According to a second aspect of the present invention, a method and system for compressing Inverse Discrete Cosine Transform (IDCT) coefficients corresponding to a macroblock, the macroblock having a plurality of blocks, includes locating each non-zero IDCT coefficient corresponding to one of the plurality of blocks, assigning an index to each non-zero IDCT coefficient, the index designating a location within the one of the plurality of blocks, packing each non-zero IDCT coefficient in little endian format, and specifying a terminator bit corresponding to each non-zero coefficient, the terminator bit indicating the end of all non-zero IDCT coefficients for the one of the plurality of blocks. Since the IDCT coefficients are packed in this manner, bus traffic is decreased and efficiency of the decoder is increased.
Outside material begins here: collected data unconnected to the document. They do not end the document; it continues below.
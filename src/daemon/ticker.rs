//! ティックソース
//!
//! 作業セグメントの経過秒数を1秒ごとに配信する。
//! 各ティックには起動ごとの世代番号が付き、停止済みの配信から
//! 遅れて届いた値を受信側で捨てられる。

use std::sync::atomic::{AtomicU64, Ordering};
use std::sync::Arc;

use tokio::sync::mpsc;
use tokio::task::JoinHandle;
use tokio::time::{interval, Duration, MissedTickBehavior};
use tracing::debug;

/// 1回分のティック
#[derive(Debug, Clone, Copy, PartialEq, Eq)]
pub struct Tick {
    /// 配信を開始したときの世代番号
    pub generation: u64,
    /// セグメント開始からの経過秒数
    pub seconds: u32,
}

/// 起動中のティックタスクのハンドル
///
/// ドロップまたは [`TickHandle::cancel`] でタスクを止める。
#[derive(Debug, Default)]
pub struct TickHandle {
    task: Option<JoinHandle<()>>,
    generation: u64,
}

impl TickHandle {
    /// タスクを持たないハンドル（テスト用のティックソース向け）
    pub fn noop() -> Self {
        Self::detached(0)
    }

    /// タスクを持たず、世代番号だけを持つハンドル
    pub fn detached(generation: u64) -> Self {
        Self {
            task: None,
            generation,
        }
    }

    pub fn from_task(task: JoinHandle<()>, generation: u64) -> Self {
        Self {
            task: Some(task),
            generation,
        }
    }

    /// このハンドルが配信するティックの世代番号
    pub fn generation(&self) -> u64 {
        self.generation
    }

    pub fn is_active(&self) -> bool {
        self.task.as_ref().is_some_and(|task| !task.is_finished())
    }

    pub fn cancel(&mut self) {
        if let Some(task) = self.task.take() {
            task.abort();
        }
    }
}

impl Drop for TickHandle {
    fn drop(&mut self) {
        self.cancel();
    }
}

/// ティックの発生源
pub trait TickSource: Send + Sync {
    /// `initial_seconds` から数え始め、`initial_seconds + 1` 以降を配信する
    fn start(&self, initial_seconds: u32) -> TickHandle;

    /// 配信を止める
    fn stop(&self, mut handle: TickHandle) {
        handle.cancel();
    }
}

/// tokioのIntervalによるティックソース
#[derive(Debug, Clone)]
pub struct IntervalTickSource {
    tick_tx: mpsc::UnboundedSender<Tick>,
    last_generation: Arc<AtomicU64>,
}

impl IntervalTickSource {
    pub fn new(tick_tx: mpsc::UnboundedSender<Tick>) -> Self {
        Self {
            tick_tx,
            last_generation: Arc::new(AtomicU64::new(0)),
        }
    }
}

impl TickSource for IntervalTickSource {
    fn start(&self, initial_seconds: u32) -> TickHandle {
        let generation = self.last_generation.fetch_add(1, Ordering::Relaxed) + 1;
        let tick_tx = self.tick_tx.clone();
        let task = tokio::spawn(async move {
            let mut ticker = interval(Duration::from_secs(1));
            ticker.set_missed_tick_behavior(MissedTickBehavior::Skip);
            // 最初のtickは即座に完了する
            ticker.tick().await;

            let mut seconds = initial_seconds;
            loop {
                ticker.tick().await;
                seconds = seconds.saturating_add(1);
                if tick_tx.send(Tick { generation, seconds }).is_err() {
                    debug!("ティックの受信側が閉じられました");
                    break;
                }
            }
        });
        debug!("ティック配信を開始しました: 世代{} ({}秒から)", generation, initial_seconds);
        TickHandle::from_task(task, generation)
    }
}

// ============================================================================
// Tests
// ============================================================================
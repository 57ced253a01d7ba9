//! タイマー状態機械
//!
//! タイマーモード、実行状態、経過時間の累積、休憩の発火判定を担当する。
//! I/Oは一切行わず、各遷移は副作用の記述（[`TimerEffect`]）のリストを返す。
//! 副作用の適用は呼び出し側（[`crate::daemon::TimerEngine`]）の責務。
//!
//! # 使用方法
//!
//! ```
//! use chrono::Utc;
//! use timetracker::timer::{TimerEffect, TimerMachine};
//! use timetracker::types::{SessionDetails, TimerMode, TimerState};
//!
//! let mut machine = TimerMachine::new(TimerMode::Flow);
//! machine.start("設計", SessionDetails::default(), Utc::now()).unwrap();
//! for second in 1..=100 {
//!     machine.on_tick(second);
//! }
//! let effects = machine.stop(Utc::now(), 20);
//! assert!(matches!(effects[1], TimerEffect::SessionCreated(_)));
//! assert_eq!(machine.state(), TimerState::Running);
//! assert!(machine.is_on_break());
//! ```

use std::mem;

use chrono::{DateTime, Utc};
use thiserror::Error;

use crate::timer::logic::{
    break_duration, is_traditional_work_complete, traditional_remaining,
    DEFAULT_FLOW_BREAK_PERCENT,
};
use crate::types::{Session, SessionDetails, TimerMode, TimerState};

/// 状態機械の入力検証エラー
#[derive(Debug, Clone, PartialEq, Eq, Error)]
pub enum TimerError {
    /// タスク名が空（または空白のみ）
    #[error("タスク名を入力してから開始してください")]
    EmptyTaskName,
}

/// 遷移によって発生する副作用
#[derive(Debug, Clone, PartialEq, Eq)]
pub enum TimerEffect {
    /// ティックソースを `from_seconds` から開始する
    TickerStarted { from_seconds: u32 },
    /// ティックソースを停止する
    TickerStopped,
    /// セッションが確定した（保存と通知を行う）
    SessionCreated(Session),
    /// 休憩プレゼンターを起動する
    BreakRequested { duration_seconds: u32 },
}

/// 休憩の種類
#[derive(Debug, Clone, Copy, PartialEq, Eq)]
pub enum BreakKind {
    /// Traditionalモードのサイクル休憩（完了後に作業を再開）
    Cycle,
    /// Flowモードの停止後休憩（完了後は待機に戻る）
    Final,
}

/// 進行中の作業の累積値
#[derive(Debug, Clone)]
struct WorkInProgress {
    task_name: String,
    details: SessionDetails,
    started_at: DateTime<Utc>,
    elapsed_seconds: u32,
    accumulated_work_seconds: u32,
    breaks_taken: u32,
}

impl WorkInProgress {
    fn new(task_name: String, details: SessionDetails, started_at: DateTime<Utc>) -> Self {
        Self {
            task_name,
            details,
            started_at,
            elapsed_seconds: 0,
            accumulated_work_seconds: 0,
            breaks_taken: 0,
        }
    }

    fn total_work_seconds(&self) -> u32 {
        self.accumulated_work_seconds
            .saturating_add(self.elapsed_seconds)
    }

    /// 現在のセグメントの経過時間を累積に畳み込む
    fn fold_segment(&mut self) {
        self.accumulated_work_seconds = self.total_work_seconds();
        self.elapsed_seconds = 0;
    }

    fn to_session(&self, mode: TimerMode, ended_at: DateTime<Utc>) -> Session {
        Session::new(
            self.task_name.clone(),
            mode,
            self.total_work_seconds(),
            self.breaks_taken,
            self.details.clone(),
            self.started_at,
            ended_at,
        )
    }
}

#[derive(Debug, Clone)]
enum Phase {
    Idle,
    Running(WorkInProgress),
    Paused(WorkInProgress),
    OnBreak {
        work: WorkInProgress,
        kind: BreakKind,
        duration_seconds: u32,
    },
}

/// 状態のスナップショット（表示・IPC用）
#[derive(Debug, Clone, PartialEq, Eq)]
pub struct TimerSnapshot {
    pub state: TimerState,
    pub mode: TimerMode,
    pub elapsed_seconds: u32,
    /// Traditionalモードの作業中のみ
    pub remaining_seconds: Option<u32>,
    pub work_seconds: u32,
    pub breaks_taken: u32,
    pub task_name: Option<String>,
    pub on_break: bool,
    pub break_duration_seconds: Option<u32>,
}

/// タイマー状態機械
///
/// 1インスタンスにつき進行中のセッションは高々1つ。
/// 不正な状態からの操作は何もせず空の副作用リストを返す。
#[derive(Debug, Clone)]
pub struct TimerMachine {
    mode: TimerMode,
    phase: Phase,
}

impl Default for TimerMachine {
    fn default() -> Self {
        Self::new(TimerMode::default())
    }
}

impl TimerMachine {
    /// 待機状態の状態機械を作成
    pub fn new(mode: TimerMode) -> Self {
        Self {
            mode,
            phase: Phase::Idle,
        }
    }

    /// モードを切り替える（待機中のみ）
    ///
    /// 切り替えた場合は `true` を返す。
    pub fn set_mode(&mut self, mode: TimerMode) -> bool {
        if !matches!(self.phase, Phase::Idle) {
            return false;
        }
        self.mode = mode;
        true
    }

    /// 作業を開始
    ///
    /// タスク名が空の場合は [`TimerError::EmptyTaskName`] を返し、状態は変えない。
    pub fn start(
        &mut self,
        task_name: &str,
        details: SessionDetails,
        now: DateTime<Utc>,
    ) -> Result<Vec<TimerEffect>, TimerError> {
        let task_name = task_name.trim();
        if task_name.is_empty() {
            return Err(TimerError::EmptyTaskName);
        }
        if !matches!(self.phase, Phase::Idle) {
            return Ok(Vec::new());
        }

        self.phase = Phase::Running(WorkInProgress::new(task_name.to_string(), details, now));
        Ok(vec![TimerEffect::TickerStarted { from_seconds: 0 }])
    }

    /// ティックを処理
    ///
    /// `seconds` は現在のセグメント開始からの経過秒数。
    /// 現在値以下のティック（重複・遅延分）は無視する。
    pub fn on_tick(&mut self, seconds: u32) -> Vec<TimerEffect> {
        let segment_complete = match &mut self.phase {
            Phase::Running(work) if seconds > work.elapsed_seconds => {
                work.elapsed_seconds = seconds;
                self.mode == TimerMode::Traditional
                    && is_traditional_work_complete(work.elapsed_seconds)
            }
            _ => return Vec::new(),
        };

        if segment_complete {
            self.begin_cycle_break()
        } else {
            Vec::new()
        }
    }

    /// 一時停止
    pub fn pause(&mut self) -> Vec<TimerEffect> {
        match mem::replace(&mut self.phase, Phase::Idle) {
            Phase::Running(work) => {
                self.phase = Phase::Paused(work);
                vec![TimerEffect::TickerStopped]
            }
            other => {
                self.phase = other;
                Vec::new()
            }
        }
    }

    /// 再開（一時停止時の経過時間から継続）
    pub fn resume(&mut self) -> Vec<TimerEffect> {
        match mem::replace(&mut self.phase, Phase::Idle) {
            Phase::Paused(work) => {
                let from_seconds = work.elapsed_seconds;
                self.phase = Phase::Running(work);
                vec![TimerEffect::TickerStarted { from_seconds }]
            }
            other => {
                self.phase = other;
                Vec::new()
            }
        }
    }

    /// 停止してセッションを確定
    ///
    /// セッションの作業時間はそれまでの全セグメントと現在の経過時間の合計。
    /// Flowモードで経過時間がある場合は、セッション確定の後に休憩を要求する。
    /// `flow_break_percent` はこの時点の設定値を渡すこと。
    pub fn stop(&mut self, now: DateTime<Utc>, flow_break_percent: u8) -> Vec<TimerEffect> {
        let mut work = match mem::replace(&mut self.phase, Phase::Idle) {
            Phase::Running(work) => work,
            other => {
                self.phase = other;
                return Vec::new();
            }
        };

        let segment_seconds = work.elapsed_seconds;
        let session = work.to_session(self.mode, now);
        let mut effects = vec![
            TimerEffect::TickerStopped,
            TimerEffect::SessionCreated(session),
        ];

        if self.mode == TimerMode::Flow && segment_seconds > 0 {
            work.fold_segment();
            let duration_seconds =
                break_duration(self.mode, work.accumulated_work_seconds, flow_break_percent);
            self.phase = Phase::OnBreak {
                work,
                kind: BreakKind::Final,
                duration_seconds,
            };
            effects.push(TimerEffect::BreakRequested { duration_seconds });
        }

        effects
    }

    /// 取り消し（セッションを作成せずに待機へ戻る）
    pub fn cancel(&mut self) -> Vec<TimerEffect> {
        match mem::replace(&mut self.phase, Phase::Idle) {
            Phase::Running(_) => vec![TimerEffect::TickerStopped],
            Phase::Paused(_) => Vec::new(),
            other => {
                self.phase = other;
                Vec::new()
            }
        }
    }

    /// 休憩完了
    pub fn complete_break(&mut self) -> Vec<TimerEffect> {
        match mem::replace(&mut self.phase, Phase::Idle) {
            Phase::OnBreak {
                mut work,
                kind: BreakKind::Cycle,
                ..
            } => {
                work.breaks_taken = work.breaks_taken.saturating_add(1);
                work.elapsed_seconds = 0;
                self.phase = Phase::Running(work);
                vec![TimerEffect::TickerStarted { from_seconds: 0 }]
            }
            Phase::OnBreak {
                kind: BreakKind::Final,
                ..
            } => Vec::new(),
            other => {
                self.phase = other;
                Vec::new()
            }
        }
    }

    /// 休憩スキップ
    ///
    /// どちらのモードでも待機に戻る。Traditionalモードでは
    /// それまでの累積作業時間はセッションとして保存されない。
    pub fn skip_break(&mut self) -> Vec<TimerEffect> {
        match mem::replace(&mut self.phase, Phase::Idle) {
            Phase::OnBreak { .. } => Vec::new(),
            other => {
                self.phase = other;
                Vec::new()
            }
        }
    }

    fn begin_cycle_break(&mut self) -> Vec<TimerEffect> {
        match mem::replace(&mut self.phase, Phase::Idle) {
            Phase::Running(mut work) => {
                work.fold_segment();
                let duration_seconds = break_duration(
                    self.mode,
                    work.accumulated_work_seconds,
                    DEFAULT_FLOW_BREAK_PERCENT,
                );
                self.phase = Phase::OnBreak {
                    work,
                    kind: BreakKind::Cycle,
                    duration_seconds,
                };
                vec![
                    TimerEffect::TickerStopped,
                    TimerEffect::BreakRequested { duration_seconds },
                ]
            }
            other => {
                self.phase = other;
                Vec::new()
            }
        }
    }

    // ------------------------------------------------------------------------
    // Accessors
    // ------------------------------------------------------------------------

    pub fn mode(&self) -> TimerMode {
        self.mode
    }

    /// 現在の状態
    ///
    /// 休憩中は `Running` を返す（[`Self::is_on_break`] で区別する）。
    pub fn state(&self) -> TimerState {
        match self.phase {
            Phase::Idle => TimerState::Idle,
            Phase::Running(_) | Phase::OnBreak { .. } => TimerState::Running,
            Phase::Paused(_) => TimerState::Paused,
        }
    }

    pub fn is_idle(&self) -> bool {
        matches!(self.phase, Phase::Idle)
    }

    /// 作業を計測中かどうか（休憩中は含まない）
    pub fn is_running(&self) -> bool {
        matches!(self.phase, Phase::Running(_))
    }

    pub fn is_paused(&self) -> bool {
        matches!(self.phase, Phase::Paused(_))
    }

    pub fn is_on_break(&self) -> bool {
        matches!(self.phase, Phase::OnBreak { .. })
    }

    pub fn break_kind(&self) -> Option<BreakKind> {
        match &self.phase {
            Phase::OnBreak { kind, .. } => Some(*kind),
            _ => None,
        }
    }

    /// 要求中の休憩時間（秒）
    pub fn pending_break_seconds(&self) -> Option<u32> {
        match &self.phase {
            Phase::OnBreak {
                duration_seconds, ..
            } => Some(*duration_seconds),
            _ => None,
        }
    }

    fn work(&self) -> Option<&WorkInProgress> {
        match &self.phase {
            Phase::Idle => None,
            Phase::Running(work) | Phase::Paused(work) => Some(work),
            Phase::OnBreak { work, .. } => Some(work),
        }
    }

    pub fn elapsed_seconds(&self) -> u32 {
        self.work().map_or(0, |work| work.elapsed_seconds)
    }

    pub fn accumulated_work_seconds(&self) -> u32 {
        self.work().map_or(0, |work| work.accumulated_work_seconds)
    }

    /// 累積作業時間と現在の経過時間の合計
    pub fn total_work_seconds(&self) -> u32 {
        self.work().map_or(0, WorkInProgress::total_work_seconds)
    }

    pub fn breaks_taken(&self) -> u32 {
        self.work().map_or(0, |work| work.breaks_taken)
    }

    pub fn task_name(&self) -> Option<&str> {
        self.work().map(|work| work.task_name.as_str())
    }

    pub fn started_at(&self) -> Option<DateTime<Utc>> {
        self.work().map(|work| work.started_at)
    }

    /// Traditionalモードの作業セグメントの残り時間（秒）
    pub fn remaining_seconds(&self) -> Option<u32> {
        match (&self.phase, self.mode) {
            (Phase::Running(work) | Phase::Paused(work), TimerMode::Traditional) => {
                Some(traditional_remaining(work.elapsed_seconds))
            }
            _ => None,
        }
    }

    pub fn snapshot(&self) -> TimerSnapshot {
        TimerSnapshot {
            state: self.state(),
            mode: self.mode,
            elapsed_seconds: self.elapsed_seconds(),
            remaining_seconds: self.remaining_seconds(),
            work_seconds: self.total_work_seconds(),
            breaks_taken: self.breaks_taken(),
            task_name: self.task_name().map(str::to_string),
            on_break: self.is_on_break(),
            break_duration_seconds: self.pending_break_seconds(),
        }
    }
}

// ============================================================================
// Tests
// ============================================================================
According to a third aspect of the present invention, a method and system for processing a portion of a reference picture includes designating the reference picture, selecting a display picture within the reference picture, transmitting a display picture size, and sending a display picture offset. This method allows panning and shifting of a display window selected by a user within a reference picture. Therefore, the present invention provides greater flexibility than systems limiting the display picture size to that of the reference picture. Furthermore, only the display picture data rather than the reference picture data must be processed, resulting in a more efficient decoder.
BRIEF DESCRIPTION OF THE DRAWINGS
FIG. 1 illustrates a data flow diagram of an MPEG-2 decoder according to a presently preferred embodiment of the present invention.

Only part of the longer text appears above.